Con tu padre dominaba el silencio. Era como reunirse a meditar sobre algún tema que de pronto uno de los dos se atrevía a comentar de manera austera. “Creo que lo intuí más que conocerlo ‒te confiesas entre susurros. Tal vez por eso detesto hablar de más, no soporto el parloteo, la charla sin sentido, la imprecisión. Escucho, siento y callo. Me gustaba mucho observar a mi padre, sus gestos, sus expresiones corporales, la cualidad de sus silencios, las formas como miraba. Largas pausas entre el humo de los cigarrillos que creaban un velo sobre su rostro. Volutas de humo que acompañaban su voz pausada para comentar un disco que había escuchado, un libro que había leído, recuerdos de San Gabriel, cosas breves, sin trascendencia aparente”.

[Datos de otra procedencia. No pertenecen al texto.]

//! # Addresses
//!
//! A wallet address is the human-facing form of a spending script. It is
//! derived from an Ed25519 public key:
//!
//! ```text
//! public_key (32 bytes)
//!     -> BLAKE3(public_key) -> script hash (32 bytes)
//!     -> Bech32(hrp, script hash) -> ergo1qw508d6qe...
//! ```
//!
//! The human-readable prefix (HRP) carries the network tag: `ergo` for
//! mainnet, `tergo` for testnet. Bech32's checksum detects up to four
//! character errors, which matters when addresses travel through clipboards
//! and payment forms. Parsing always states which network the caller
//! expects, and a mismatched tag is a hard error — a testnet address can
//! never slip into a mainnet transaction.

use bech32::{Bech32, Hrp};
use serde::{Deserialize, Serialize};
use std::fmt;
use thiserror::Error;

use crate::config::{MAINNET_HRP, SCRIPT_HASH_LENGTH, TESTNET_HRP};
use crate::crypto::hash::blake3_hash;
use crate::crypto::keys::PublicKey;

/// Errors that can occur while parsing or checking addresses.
#[derive(Debug, Error, Clone, PartialEq, Eq)]
pub enum AddressError {
    /// The Bech32 string could not be decoded.
    #[error("bech32 decode error: {0}")]
    Bech32Decode(String),

    /// The HRP is neither the mainnet nor the testnet prefix.
    #[error("unknown network prefix '{0}'")]
    UnknownHrp(String),

    /// The address belongs to a different network than the caller expects.
    #[error("wrong network: expected {expected}, got {got}")]
    WrongNetwork {
        expected: NetworkPrefix,
        got: NetworkPrefix,
    },

    /// The decoded payload has an unexpected length.
    #[error("invalid address data length: expected {expected} bytes, got {got}")]
    InvalidDataLength { expected: usize, got: usize },
}

// ---------------------------------------------------------------------------
// NetworkPrefix
// ---------------------------------------------------------------------------

/// Which network an address belongs to.
#[derive(Clone, Copy, Debug, PartialEq, Eq, Hash, Serialize, Deserialize)]
pub enum NetworkPrefix {
    /// The production network.
    Mainnet,
    /// The public test network.
    Testnet,
}

impl NetworkPrefix {
    /// The Bech32 HRP for this network.
    pub fn hrp(&self) -> &'static str {
        match self {
            Self::Mainnet => MAINNET_HRP,
            Self::Testnet => TESTNET_HRP,
        }
    }

    fn from_hrp(hrp: &str) -> Result<Self, AddressError> {
        match hrp {
            MAINNET_HRP => Ok(Self::Mainnet),
            TESTNET_HRP => Ok(Self::Testnet),
            other => Err(AddressError::UnknownHrp(other.to_string())),
        }
    }
}

impl fmt::Display for NetworkPrefix {
    fn fmt(&self, f: &mut fmt::Formatter<'_>) -> fmt::Result {
        f.write_str(self.hrp())
    }
}

// ---------------------------------------------------------------------------
// ScriptHash
// ---------------------------------------------------------------------------

/// The 32-byte BLAKE3 hash of a spending script (here: of the recipient's
/// public key). Boxes reference their guarding script by this hash.
#[derive(Clone, Copy, PartialEq, Eq, Hash)]
pub struct ScriptHash([u8; SCRIPT_HASH_LENGTH]);

impl ScriptHash {
    /// Wrap raw hash bytes.
    pub fn new(bytes: [u8; SCRIPT_HASH_LENGTH]) -> Self {
        Self(bytes)
    }

    /// The script hash guarding boxes spendable by `pk`.
    pub fn of_public_key(pk: &PublicKey) -> Self {
        Self(blake3_hash(pk.as_bytes()))
    }

    /// The raw hash bytes.
    pub fn as_bytes(&self) -> &[u8; SCRIPT_HASH_LENGTH] {
        &self.0
    }

    /// Hex encoding of the hash.
    pub fn to_hex(&self) -> String {
        hex::encode(self.0)
    }

    /// Parse a script hash from hex text.
    pub fn from_hex(hex_str: &str) -> Result<Self, AddressError> {
        let bytes =
            hex::decode(hex_str).map_err(|e| AddressError::Bech32Decode(e.to_string()))?;
        if bytes.len() != SCRIPT_HASH_LENGTH {
            return Err(AddressError::InvalidDataLength {
                expected: SCRIPT_HASH_LENGTH,
                got: bytes.len(),
            });
        }
        let mut arr = [0u8; SCRIPT_HASH_LENGTH];
        arr.copy_from_slice(&bytes);
        Ok(Self(arr))
    }
}

impl fmt::Debug for ScriptHash {
    fn fmt(&self, f: &mut fmt::Formatter<'_>) -> fmt::Result {
        write!(f, "ScriptHash({})", self.to_hex())
    }
}

impl Serialize for ScriptHash {
    fn serialize<S: serde::Serializer>(&self, serializer: S) -> Result<S::Ok, S::Error> {
        serializer.serialize_str(&self.to_hex())
    }
}

impl<'de> Deserialize<'de> for ScriptHash {
    fn deserialize<D: serde::Deserializer<'de>>(deserializer: D) -> Result<Self, D::Error> {
        let s = String::deserialize(deserializer)?;
        Self::from_hex(&s).map_err(serde::de::Error::custom)
    }
}

// ---------------------------------------------------------------------------
// Address
// ---------------------------------------------------------------------------

/// A network-tagged wallet address.
///
/// Immutable once constructed: it owns the script hash it was parsed from
/// or derived with, plus its network tag. The Bech32 string form is
/// computed on demand.
///
/// # Examples
///
/// ```
/// use ergo_wallet::address::{Address, NetworkPrefix};
/// use ergo_wallet::crypto::keys::SecretKey;
///
/// let sk = SecretKey::generate();
/// let addr = Address::p2pk(&sk.public_key(), NetworkPrefix::Testnet);
/// let encoded = addr.encode();
/// assert!(encoded.starts_with("tergo1"));
///
/// let recovered = Address::parse(&encoded, NetworkPrefix::Testnet).unwrap();
/// assert_eq!(addr, recovered);
/// ```
#[derive(Clone, Debug, PartialEq, Eq, Hash)]
pub struct Address {
    network: NetworkPrefix,
    script_hash: ScriptHash,
}

impl Address {
    /// Derive the pay-to-public-key address of `pk` on the given network.
    pub fn p2pk(pk: &PublicKey, network: NetworkPrefix) -> Self {
        Self {
            network,
            script_hash: ScriptHash::of_public_key(pk),
        }
    }

    /// Construct an address from a raw script hash.
    pub fn from_script_hash(script_hash: ScriptHash, network: NetworkPrefix) -> Self {
        Self {
            network,
            script_hash,
        }
    }

    /// Parse a Bech32 address string, requiring it to belong to
    /// `expected_network`.
    ///
    /// Validates checksum, HRP, and payload length. A syntactically valid
    /// address on the wrong network fails with
    /// [`AddressError::WrongNetwork`].
    pub fn parse(addr: &str, expected_network: NetworkPrefix) -> Result<Self, AddressError> {
        let (hrp, data) =
            bech32::decode(addr).map_err(|e| AddressError::Bech32Decode(e.to_string()))?;

        let network = NetworkPrefix::from_hrp(hrp.as_str())?;
        if network != expected_network {
            return Err(AddressError::WrongNetwork {
                expected: expected_network,
                got: network,
            });
        }

        if data.len() != SCRIPT_HASH_LENGTH {
            return Err(AddressError::InvalidDataLength {
                expected: SCRIPT_HASH_LENGTH,
                got: data.len(),
            });
        }
        let mut bytes = [0u8; SCRIPT_HASH_LENGTH];
        bytes.copy_from_slice(&data);

        Ok(Self {
            network,
            script_hash: ScriptHash::new(bytes),
        })
    }

    /// Encode this address as a Bech32 string.
    pub fn encode(&self) -> String {
        let hrp = Hrp::parse(self.network.hrp()).expect("static HRP is valid");
        bech32::encode::<Bech32>(hrp, self.script_hash.as_bytes())
            .expect("encoding a 32-byte payload should never fail")
    }

    /// The network this address belongs to.
    pub fn network(&self) -> NetworkPrefix {
        self.network
    }

    /// The script hash this address stands for.
    pub fn script_hash(&self) -> ScriptHash {
        self.script_hash
    }
}

impl fmt::Display for Address {
    fn fmt(&self, f: &mut fmt::Formatter<'_>) -> fmt::Result {
        f.write_str(&self.encode())
    }
}

#[cfg(test)]
mod tests {
    use super::*;
    use crate::crypto::keys::SecretKey;

    #[test]
    fn p2pk_roundtrip_mainnet() {
        let pk = SecretKey::generate().public_key();
        let addr = Address::p2pk(&pk, NetworkPrefix::Mainnet);
        let encoded = addr.encode();
        assert!(encoded.starts_with("ergo1"));
        let recovered = Address::parse(&encoded, NetworkPrefix::Mainnet).unwrap();
        assert_eq!(addr, recovered);
    }

    #[test]
    fn network_mismatch_is_rejected() {
        let pk = SecretKey::generate().public_key();
        let addr = Address::p2pk(&pk, NetworkPrefix::Testnet);
        let err = Address::parse(&addr.encode(), NetworkPrefix::Mainnet).unwrap_err();
        assert_eq!(
            err,
            AddressError::WrongNetwork {
                expected: NetworkPrefix::Mainnet,
                got: NetworkPrefix::Testnet,
            }
        );
    }

    #[test]
    fn garbage_is_rejected() {
        assert!(matches!(
            Address::parse("not an address", NetworkPrefix::Mainnet).unwrap_err(),
            AddressError::Bech32Decode(_)
        ));
    }

    #[test]
    fn unknown_hrp_is_rejected() {
        // A valid Bech32 string with an HRP this wallet does not know.
        let hrp = Hrp::parse("btc").unwrap();
        let s = bech32::encode::<Bech32>(hrp, &[0u8; 32]).unwrap();
        assert!(matches!(
            Address::parse(&s, NetworkPrefix::Mainnet).unwrap_err(),
            AddressError::UnknownHrp(_)
        ));
    }

    #[test]
    fn script_hash_matches_public_key_hash() {
        let pk = SecretKey::generate().public_key();
        let addr = Address::p2pk(&pk, NetworkPrefix::Mainnet);
        assert_eq!(addr.script_hash(), ScriptHash::of_public_key(&pk));
    }

    #[test]
    fn script_hash_hex_roundtrip() {
        let h = ScriptHash::new([7u8; SCRIPT_HASH_LENGTH]);
        assert_eq!(ScriptHash::from_hex(&h.to_hex()).unwrap(), h);
    }
}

De tu padre heredaste el gusto por escuchar y meditar, observar y descubrir imágenes. Consideras que él era además un creador multimedia. Su capacidad radicaba no sólo en producir imágenes literarias, también aportaba imágenes plásticas, sonoras, emocionales. Pedro Páramo, además de ser un poema narrativo, es un guion de cine, afirmas categórico. “En el texto está dicho todo, cómo llevarlo a la pantalla, cómo adaptarlo. La novela te dicta el qué, cómo y cuándo. Lamentablemente no ha habido quién comprenda la obra en ese sentido.” Pero juzgas que la adaptación que hizo Rodrigo Prieto de ésta es muy respetable, válida, digna. Es una versión muy personal. No es precisamente la atmósfera, el ambiente ni la geografía de Jalisco, porque consideras que esa zona es muy peculiar, con sus extensos llanos entre volcanes. El habla de la gente es como el entorno: mineral, seca, capaz de envolver a las personas que hablan o escuchan. Ante esa percepción viene a la memoria el tono rítmico y pausado, enfático de Juan Rulfo leyendo sus cuentos, como levantando un polvo de misterio en cada palabra.